Please output exactly the part of the records below that opens with the line containing "let value = input.value();" and closes with the line containing "ViewStatus::EmptySearchResult => html!", both lines included, and nothing else.

Stored items from a collection:

☆ ☆ ☆

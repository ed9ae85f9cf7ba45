use crate::components::empty_state::{EmptyStatePanel, LoadingSkeleton, NoResults};
use crate::components::pagination_bar::PaginationBar;
use gloo_timers::callback::Timeout;
use shared::{EmptyState, GridColumns, GridMsg, GridPageChanged, GridState, Row, ViewStatus};
use std::rc::Rc;
use web_sys::HtmlInputElement;
use yew::prelude::*;

/// Tailwind classes for the tile grid; the `sm` count is the base layout.
pub fn grid_classes(columns: &GridColumns) -> Vec<String> {
    let mut classes = vec!["grid".to_string(), "gap-4".to_string()];
    for (breakpoint, count) in columns.breakpoints() {
        if breakpoint == "sm" {
            classes.push(format!("grid-cols-{}", count));
        } else {
            classes.push(format!("{}:grid-cols-{}", breakpoint, count));
        }
    }
    classes
}

#[derive(Properties, PartialEq)]
pub struct GridViewProps<R: PartialEq + 'static> {
    /// `None` until the page has loaded anything.
    pub rows: Option<Rc<Vec<R>>>,
    pub render_item: Callback<R, Html>,
    #[prop_or_default]
    pub loading: bool,
    #[prop_or(12)]
    pub page_size: u32,
    #[prop_or_default]
    pub columns: GridColumns,
    /// Row fields the search box matches; empty hides the search box.
    #[prop_or_default]
    pub search_keys: Vec<String>,
    #[prop_or(AttrValue::from("Search..."))]
    pub search_placeholder: AttrValue,
    #[prop_or(300)]
    pub search_debounce_ms: u32,
    #[prop_or_default]
    pub on_page_change: Callback<GridPageChanged>,
    /// Bump whenever the host's own filters change; moves back to page 1.
    #[prop_or_default]
    pub reset_key: u32,
    #[prop_or_default]
    pub empty_state: EmptyState,
    #[prop_or_default]
    pub on_add: Option<Callback<()>>,
}

#[function_component]
pub fn GridView<R>(props: &GridViewProps<R>) -> Html
where
    R: Row + Clone + PartialEq + 'static,
{
    let grid = {
        let page_size = props.page_size;
        let keys = props.search_keys.clone();
        let columns = props.columns;
        use_mut_ref(move || {
            GridState::with_page_size(page_size)
                .with_search_keys(keys)
                .with_columns(columns)
        })
    };
    let filtered_total = use_mut_ref(|| 0u64);
    let force_update = use_force_update();
    let search_text = use_state(String::new);
    let debounce = use_mut_ref(|| None::<Timeout>);

    let rows = props.rows.as_ref().map(|rows| rows.as_slice());
    let view = grid.borrow().view(rows, props.loading);
    *filtered_total.borrow_mut() = view.pagination.total;

    let dispatch = {
        let grid = grid.clone();
        let filtered_total = filtered_total.clone();
        let on_page_change = props.on_page_change.clone();
        Callback::from(move |msg: GridMsg| {
            let (event, changed) = {
                let mut grid = grid.borrow_mut();
                let before = grid.clone();
                let event = grid.update(msg, *filtered_total.borrow());
                (event, *grid != before)
            };
            if let Some(page_changed) = event {
                on_page_change.emit(page_changed);
            }
            if changed {
                force_update.force_update();
            }
        })
    };

    {
        let dispatch = dispatch.clone();
        use_effect_with(props.reset_key, move |_| {
            dispatch.emit(GridMsg::ResetPage);
            || ()
        });
    }

    let on_search_input = {
        let search_text = search_text.clone();
        let debounce = debounce.clone();
        let dispatch = dispatch.clone();
        let delay = props.search_debounce_ms;
        Callback::from(move |e: InputEvent| {
            let input: HtmlInputElement = e.target_unchecked_into();
            let value = input.value();
            search_text.set(value.clone());
            let dispatch = dispatch.clone();
            *debounce.borrow_mut() = Some(Timeout::new(delay, move || {
                dispatch.emit(GridMsg::Search(value));
            }));
        })
    };

    let on_clear_search = {
        let search_text = search_text.clone();
        let debounce = debounce.clone();
        let dispatch = dispatch.clone();
        Callback::from(move |_: ()| {
            debounce.borrow_mut().take();
            search_text.set(String::new());
            dispatch.emit(GridMsg::ClearSearch);
        })
    };

    let search_box = if props.search_keys.is_empty() {
        html! {}
    } else {
        html! {
            <div class="mb-4">
                <input
                    type="search"
                    value={(*search_text).clone()}
                    oninput={on_search_input}
                    placeholder={props.search_placeholder.clone()}
                    class="w-full sm:w-72 px-3 py-2 border border-gray-300 rounded-md text-sm focus:outline-none focus:ring-2 focus:ring-blue-500"
                />
            </div>
        }
    };

    let body = match view.status {
        ViewStatus::Loading => html! { <LoadingSkeleton rows={3} /> },
        ViewStatus::Idle => html! {},
        ViewStatus::Empty => html! {
            <EmptyStatePanel state={props.empty_state.clone()} on_action={props.on_add.clone()} />
        },
        ViewStatus::EmptySearchResult => html! {
            <NoResults search_term={AttrValue::from(view.search_term.clone())} on_clear={on_clear_search} />
        },
        ViewStatus::Populated => html! {
            <div class={classes!(grid_classes(grid.borrow().columns()))}>
                {view.rows.iter().enumerate().map(|(idx, row)| html! {
                    <div key={idx}>{props.render_item.emit((*row).clone())}</div>
                }).collect::<Html>()}
            </div>
        },
    };

    let pagination = if view.show_footer(false) {
        html! {
            <div class="mt-6 rounded-lg overflow-hidden shadow">
                <PaginationBar
                    state={view.pagination}
                    on_page={dispatch.reform(GridMsg::GoToPage)}
                    noun={AttrValue::from("items")}
                />
            </div>
        }
    } else {
        html! {}
    };

    html! {
        <div>
            {search_box}
            {body}
            {pagination}
        </div>
    }
}
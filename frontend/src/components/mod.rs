pub mod badge;
pub mod data_table;
pub mod date_picker;
pub mod empty_state;
pub mod footer;
pub mod form_dialog;
pub mod form_fields;
pub mod grid_view;
pub mod multi_select;
pub mod nav;
pub mod page_shell;
pub mod pagination_bar;
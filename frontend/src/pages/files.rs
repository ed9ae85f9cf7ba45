use crate::api::files::{delete_file, list_files};
use crate::components::data_table::{Column, DataTable};
use crate::components::page_shell::PageShell;
use crate::config::Config;
use log::info;
use shared::{format_size, EmptyState, FileEntry};
use std::rc::Rc;
use uuid::Uuid;
use yew::prelude::*;

#[function_component(Files)]
pub fn files() -> Html {
    let config = use_memo((), |_| Config::view());
    let files = use_state(|| None::<Rc<Vec<FileEntry>>>);
    let loading = use_state(|| true);
    let error = use_state(|| None::<String>);
    let reload = use_state(|| 0u32);

    {
        let files = files.clone();
        let loading = loading.clone();
        let error = error.clone();
        use_effect_with(*reload, move |_| {
            loading.set(true);
            wasm_bindgen_futures::spawn_local(async move {
                match list_files().await {
                    Ok(list) => {
                        error.set(None);
                        files.set(Some(Rc::new(list)));
                    }
                    Err(e) => error.set(Some(e)),
                }
                loading.set(false);
            });
            || ()
        });
    }

    let on_delete = {
        let error = error.clone();
        let reload = reload.clone();
        Callback::from(move |id: Uuid| {
            let error = error.clone();
            let reload = reload.clone();
            wasm_bindgen_futures::spawn_local(async move {
                match delete_file(id).await {
                    Ok(()) => {
                        info!("File {} removed, reloading", id);
                        reload.set(*reload + 1);
                    }
                    Err(e) => error.set(Some(e)),
                }
            });
        })
    };

    let actions = Callback::from(move |f: FileEntry| {
        let id = f.id;
        html! {
            <button
                onclick={on_delete.reform(move |_: MouseEvent| id)}
                class="text-sm text-red-600 hover:text-red-800"
            >
                {"Delete"}
            </button>
        }
    });

    let columns = use_memo((), |_| {
        vec![
            Column::accessor("Name", "name"),
            Column::cell("Type", |f: &FileEntry| html! {
                <span class="text-xs uppercase text-gray-500">{f.extension().unwrap_or_else(|| f.kind.clone())}</span>
            }),
            Column::cell("Size", |f: &FileEntry| html! { {format_size(f.size)} }),
            Column::badge("Verification", "verificationStatus"),
            Column::accessor("Uploaded", "uploadedAt"),
            Column::accessor("Uploaded by", "uploadedBy"),
        ]
    });

    html! {
        <PageShell title="Files" error={(*error).clone()}>
            <DataTable<FileEntry>
                rows={(*files).clone()}
                {columns}
                loading={*loading}
                searchable=true
                search_placeholder="Search files..."
                search_debounce_ms={config.search_debounce_ms}
                page_size={config.default_page_size}
                page_size_options={config.page_size_choices()}
                empty_state={EmptyState::new("No files", "Uploaded documents appear here for verification.")}
                {actions}
            />
        </PageShell>
    }
}
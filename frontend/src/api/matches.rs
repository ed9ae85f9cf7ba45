use crate::api::api_url;
use crate::api::utils::get_json;
use log::debug;
use shared::Match;

pub async fn list_matches() -> Result<Vec<Match>, String> {
    let matches: Vec<Match> = get_json(&api_url("/api/matches"), "matches").await?;
    debug!("Loaded {} matches", matches.len());
    Ok(matches)
}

☆ ☆ ☆

• _ANSWER FOR THE TASK_:
            let value = input.value();
            search_text.set(value.clone());
            let dispatch = dispatch.clone();
            *debounce.borrow_mut() = Some(Timeout::new(delay, move || {
                dispatch.emit(GridMsg::Search(value));
            }));
        })
    };

    let on_clear_search = {
        let search_text = search_text.clone();
        let debounce = debounce.clone();
        let dispatch = dispatch.clone();
        Callback::from(move |_: ()| {
            debounce.borrow_mut().take();
            search_text.set(String::new());
            dispatch.emit(GridMsg::ClearSearch);
        })
    };

    let search_box = if props.search_keys.is_empty() {
        html! {}
    } else {
        html! {
            <div class="mb-4">
                <input
                    type="search"
                    value={(*search_text).clone()}
                    oninput={on_search_input}
                    placeholder={props.search_placeholder.clone()}
                    class="w-full sm:w-72 px-3 py-2 border border-gray-300 rounded-md text-sm focus:outline-none focus:ring-2 focus:ring-blue-500"
                />
            </div>
        }
    };

    let body = match view.status {
        ViewStatus::Loading => html! { <LoadingSkeleton rows={3} /> },
        ViewStatus::Idle => html! {},
        ViewStatus::Empty => html! {
            <EmptyStatePanel state={props.empty_state.clone()} on_action={props.on_add.clone()} />
        },
        ViewStatus::EmptySearchResult => html! {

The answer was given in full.